Cheating Heart vs Privilege Green
Where Cheating Heart belongs to Benjamin Moore's range, Privilege Green is a Sherwin-Williams color. Cheating Heart reads as grey, while Privilege Green reads as green-grey — two distinct hue families, not close cousins. Privilege Green (LRV 23) reflects noticeably more light than Cheating Heart (LRV 9), a difference of 14 points that becomes especially apparent in rooms with limited natural light. Cheating Heart runs blue while Privilege Green is decidedly neutral, which means they'll respond very differently to warm vs cool light sources. With a ΔE of 25.4, the contrast is hard to miss. These aren't variations on a theme — they're two different answers to the same question. Below you'll find 6 real-room photo comparisons where both colors appear side by side, plus 5 simulated room previews.

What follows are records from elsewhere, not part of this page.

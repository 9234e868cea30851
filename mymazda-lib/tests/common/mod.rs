//! Common test utilities: an in-memory MyMazda server

// Shared across several test files; not every item is used in each
#![allow(dead_code, unused_imports)]

pub use mymazda_lib::cipher::{decrypt_json, encrypt_payload, public_key_to_base64};
pub use mymazda_lib::connection::{ApiRequest, Connection};
pub use mymazda_lib::error::{ErrorKind, MazdaError};
pub use mymazda_lib::keys::{decryption_key_from_app_code, sign_from_payload_and_timestamp, sign_from_timestamp};
pub use mymazda_lib::session::SessionToken;
pub use mymazda_lib::transport::{HttpRequest, HttpResponse, Method, RequestBody, Transport};
pub use mymazda_lib::{ClientConfig, Credentials, Region};
pub use serde_json::{Value, json};

use async_trait::async_trait;
use base64::Engine;
use base64::engine::general_purpose::STANDARD as BASE64;
use rsa::{Pkcs1v15Encrypt, RsaPrivateKey};
use std::collections::{HashSet, VecDeque};
use std::sync::atomic::{AtomicUsize, Ordering};
use std::sync::{Arc, Mutex, OnceLock};
use std::time::Duration;

pub const EMAIL: &str = "driver@example.com";
pub const PASSWORD: &str = "hunter2";
pub const VERSION_PREFIX: &str = "v1:";

/// One RSA key for the whole test binary; generation is slow
pub fn login_private_key() -> &'static RsaPrivateKey {
    static KEY: OnceLock<RsaPrivateKey> = OnceLock::new();
    KEY.get_or_init(|| RsaPrivateKey::new(&mut rand::thread_rng(), 1024).expect("Failed to generate RSA key"))
}

/// Scripted reply for the next main-API call
#[derive(Debug, Clone)]
pub enum Reply {
    /// `{state: "F", errorCode: code}`
    Error(u32),
    /// Successful response with this decrypted payload
    Payload(Value),
    /// Envelope returned verbatim
    Raw(Value),
}

pub struct MockServer {
    config: ClientConfig,
    keys: Mutex<(String, String)>,
    key_generation: AtomicUsize,
    issued_tokens: Mutex<HashSet<String>>,
    login_status: Mutex<String>,
    login_delay: Mutex<Option<Duration>>,
    script: Mutex<VecDeque<Reply>>,
    requests: Mutex<Vec<HttpRequest>>,
    pub check_version_calls: AtomicUsize,
    pub encryption_key_calls: AtomicUsize,
    pub login_calls: AtomicUsize,
    pub api_calls: AtomicUsize,
}

impl MockServer {
    pub fn new(config: &ClientConfig) -> Arc<Self> {
        Arc::new(Self {
            config: config.clone(),
            keys: Mutex::new(Self::keys_for_generation(0)),
            key_generation: AtomicUsize::new(0),
            issued_tokens: Mutex::new(HashSet::new()),
            login_status: Mutex::new("OK".to_string()),
            login_delay: Mutex::new(None),
            script: Mutex::new(VecDeque::new()),
            requests: Mutex::new(Vec::new()),
            check_version_calls: AtomicUsize::new(0),
            encryption_key_calls: AtomicUsize::new(0),
            login_calls: AtomicUsize::new(0),
            api_calls: AtomicUsize::new(0),
        })
    }

    fn keys_for_generation(generation: usize) -> (String, String) {
        (format!("enckey{generation:010}"), format!("signkey-{generation}"))
    }

    pub fn enc_key(&self) -> String {
        self.keys.lock().unwrap().0.clone()
    }

    pub fn sign_key(&self) -> String {
        self.keys.lock().unwrap().1.clone()
    }

    /// Issue new session keys; requests encrypted with the old ones are rejected
    pub fn rotate_keys(&self) {
        let generation = self.key_generation.fetch_add(1, Ordering::SeqCst) + 1;
        *self.keys.lock().unwrap() = Self::keys_for_generation(generation);
    }

    /// Hand out these keys on the next key exchange
    pub fn set_keys(&self, enc_key: &str, sign_key: &str) {
        *self.keys.lock().unwrap() = (enc_key.to_string(), sign_key.to_string());
    }

    /// Forget every issued token; the next authenticated call gets 600002
    pub fn expire_tokens(&self) {
        self.issued_tokens.lock().unwrap().clear();
    }

    pub fn set_login_status(&self, status: &str) {
        *self.login_status.lock().unwrap() = status.to_string();
    }

    pub fn set_login_delay(&self, delay: Duration) {
        *self.login_delay.lock().unwrap() = Some(delay);
    }

    pub fn push_reply(&self, reply: Reply) {
        self.script.lock().unwrap().push_back(reply);
    }

    pub fn requests(&self) -> Vec<HttpRequest> {
        self.requests.lock().unwrap().clone()
    }

    /// Requests sent to the encrypted API (login traffic excluded)
    pub fn api_requests(&self) -> Vec<HttpRequest> {
        self.requests()
            .into_iter()
            .filter(|r| r.url.starts_with(&self.config.base_url))
            .collect()
    }

    fn ok(payload: Value) -> HttpResponse {
        HttpResponse { status: 200, body: payload }
    }

    fn failure(code: u32) -> HttpResponse {
        Self::ok(json!({"state": "F", "errorCode": code}))
    }

    fn encrypted(payload: &Value, key: &str) -> HttpResponse {
        let payload = encrypt_payload(&payload.to_string(), Some(key)).unwrap();
        Self::ok(json!({"state": "S", "payload": payload}))
    }

    fn handle_encryption_key(&self) -> HttpResponse {
        self.encryption_key_calls.fetch_add(1, Ordering::SeqCst);
        let public_key = public_key_to_base64(&login_private_key().to_public_key()).unwrap();
        Self::ok(json!({"data": {"publicKey": public_key, "versionPrefix": VERSION_PREFIX}}))
    }

    async fn handle_login(&self, request: &HttpRequest) -> HttpResponse {
        let n = self.login_calls.fetch_add(1, Ordering::SeqCst) + 1;
        let delay = *self.login_delay.lock().unwrap();
        if let Some(delay) = delay {
            tokio::time::sleep(delay).await;
        }

        let RequestBody::Json(body) = &request.body else {
            panic!("login body must be JSON");
        };
        assert_eq!(body["userId"], EMAIL);
        assert_eq!(body["userIdType"], "email");
        let password = body["password"].as_str().unwrap();
        let encrypted = password.strip_prefix(VERSION_PREFIX).expect("missing version prefix");
        let decrypted = login_private_key()
            .decrypt(Pkcs1v15Encrypt, &BASE64.decode(encrypted).unwrap())
            .unwrap();
        let decrypted = String::from_utf8(decrypted).unwrap();
        let (secret, timestamp) = decrypted.rsplit_once(':').unwrap();
        let correct = secret == PASSWORD && timestamp.parse::<i64>().is_ok();

        let status = self.login_status.lock().unwrap().clone();
        if status != "OK" {
            return Self::ok(json!({"status": status}));
        }
        if !correct {
            return Self::ok(json!({"status": "INVALID_CREDENTIAL"}));
        }

        let token = format!("token-{n}");
        self.issued_tokens.lock().unwrap().insert(token.clone());
        let expires = chrono::Utc::now().timestamp() + 3600;
        Self::ok(json!({
            "status": "OK",
            "data": {"accessToken": token, "accessTokenExpirationTs": expires}
        }))
    }

    fn handle_check_version(&self, request: &HttpRequest) -> HttpResponse {
        self.check_version_calls.fetch_add(1, Ordering::SeqCst);
        let timestamp = request.header_value("timestamp").unwrap();
        let expected = sign_from_timestamp(&self.config.app_code, timestamp);
        if request.header_value("sign") != Some(expected.as_str()) {
            return Self::failure(600001);
        }

        let (enc_key, sign_key) = self.keys.lock().unwrap().clone();
        let payload = json!({"encKey": enc_key, "signKey": sign_key});
        Self::encrypted(&payload, &decryption_key_from_app_code(&self.config.app_code))
    }

    fn handle_api(&self, request: &HttpRequest) -> HttpResponse {
        self.api_calls.fetch_add(1, Ordering::SeqCst);
        let (enc_key, sign_key) = self.keys.lock().unwrap().clone();

        let timestamp = request.header_value("timestamp").unwrap();
        assert_eq!(request.header_value("req-id"), Some(format!("req_{timestamp}").as_str()));
        let signed = match (&request.method, &request.body) {
            (Method::Post, RequestBody::Raw(body)) => body.as_str(),
            (Method::Get, _) => request.query_value("params").unwrap_or(""),
            _ => "",
        };
        let expected = sign_from_payload_and_timestamp(signed, timestamp, Some(&sign_key)).unwrap();
        if request.header_value("sign") != Some(expected.as_str()) {
            return Self::failure(600001);
        }

        let body = match &request.body {
            RequestBody::Raw(body) => match decrypt_json(body, Some(&enc_key)) {
                Ok(body) => body,
                Err(_) => return Self::failure(600001),
            },
            _ => Value::Null,
        };
        let query = match request.query_value("params") {
            Some(params) => match mymazda_lib::cipher::decrypt_payload(params, Some(&enc_key)) {
                Ok(query) => Value::String(String::from_utf8(query).unwrap()),
                Err(_) => return Self::failure(600001),
            },
            None => Value::Null,
        };

        let access_token = request.header_value("access-token").unwrap_or("");
        let authenticated = self.issued_tokens.lock().unwrap().contains(access_token);

        let reply = self.script.lock().unwrap().pop_front();
        match reply {
            Some(Reply::Error(code)) => Self::failure(code),
            Some(Reply::Raw(envelope)) => Self::ok(envelope),
            Some(Reply::Payload(payload)) => Self::encrypted(&payload, &enc_key),
            None if request.url.contains("remoteServices") && !authenticated => Self::failure(600002),
            None => {
                let payload = json!({
                    "resultCode": "200S00",
                    "echo": {"body": body, "query": query, "accessToken": access_token}
                });
                Self::encrypted(&payload, &enc_key)
            }
        }
    }
}

#[async_trait]
impl Transport for MockServer {
    async fn request(&self, request: HttpRequest) -> Result<HttpResponse, MazdaError> {
        self.requests.lock().unwrap().push(request.clone());

        let response = if request.url.ends_with("system/encryptionKey") {
            self.handle_encryption_key()
        } else if request.url.ends_with("user/login") {
            self.handle_login(&request).await
        } else if request.url.contains("checkVersion") {
            self.handle_check_version(&request)
        } else {
            self.handle_api(&request)
        };
        Ok(response)
    }
}

/// Route library logs to the test harness; honours `RUST_LOG`
pub fn init_tracing() {
    let _ = tracing_subscriber::fmt()
        .with_env_filter(tracing_subscriber::EnvFilter::from_default_env())
        .with_test_writer()
        .try_init();
}

/// Config pointing at fake hosts, so any real network use fails loudly
pub fn test_config() -> ClientConfig {
    ClientConfig::for_region(Region::Mnao).with_base_urls("https://api.test/prod/", "https://login.test/appapi/v1/")
}

pub fn connect() -> (Arc<MockServer>, Connection) {
    init_tracing();
    let config = test_config();
    let server = MockServer::new(&config);
    let connection =
        Connection::with_transport(Credentials::new(EMAIL, PASSWORD), config, server.clone()).unwrap();
    (server, connection)
}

Cheating Heart vs Privilege Green in Real Spaces
6 real rooms side by side. Seeing Cheating Heart and Privilege Green in actual rooms makes the difference concrete; browse the spaces below to get a feel for how each color lives on a wall.
Living Room
In a living room, color works across both daylight and evening light — the same wall can read very differently at noon and at 8pm. The LRV gap is large enough that Privilege Green will make the room feel meaningfully brighter than Cheating Heart would.
Dining Room
A dining room lit by a dimmed pendant or candles is one of the most forgiving environments for paint — warm light softens almost everything. Privilege Green returns significantly more light to the room — in a smaller or darker space, that difference in perceived brightness is hard to miss.
Bathroom
Bathrooms are one of the few spaces where you're genuinely enclosed by the paint color, which makes the choice between these two more consequential. Privilege Green reflects noticeably more light off the walls, making the space read more open than Cheating Heart.
House
Seen across an entire facade, subtle tonal differences become pronounced. What reads as nearly the same on a chip often reads as clearly different at scale. Privilege Green reflects noticeably more light off the walls, making the space read more open than Cheating Heart.
Front Door
A front door is a focal point — small color differences read clearly at this concentrated scale. The LRV gap is large enough that Privilege Green will make the room feel meaningfully brighter than Cheating Heart would.
Kitchen Cabinets
Kitchen cabinets are constantly compared against adjacent materials, which means subtle differences between these two become much more visible. Privilege Green reflects noticeably more light off the walls, making the space read more open than Cheating Heart.
Color Details
Cheating Heart vs Privilege Green Simulated Comparison
5 simulated room previews — drag the slider on each to see Cheating Heart on one side and Privilege Green on the other.
Digital color is approximate. These simulations are generated from the manufacturer's hex values and overlaid on grayscale room photos — your screen's calibration, brightness, and viewing angle all affect how they render. Before committing to either color, test physical samples in your own space under the light you actually live with.
More Cheating Heart comparisons
See how Cheating Heart stacks up against other well-photographed colors across different brands and tones.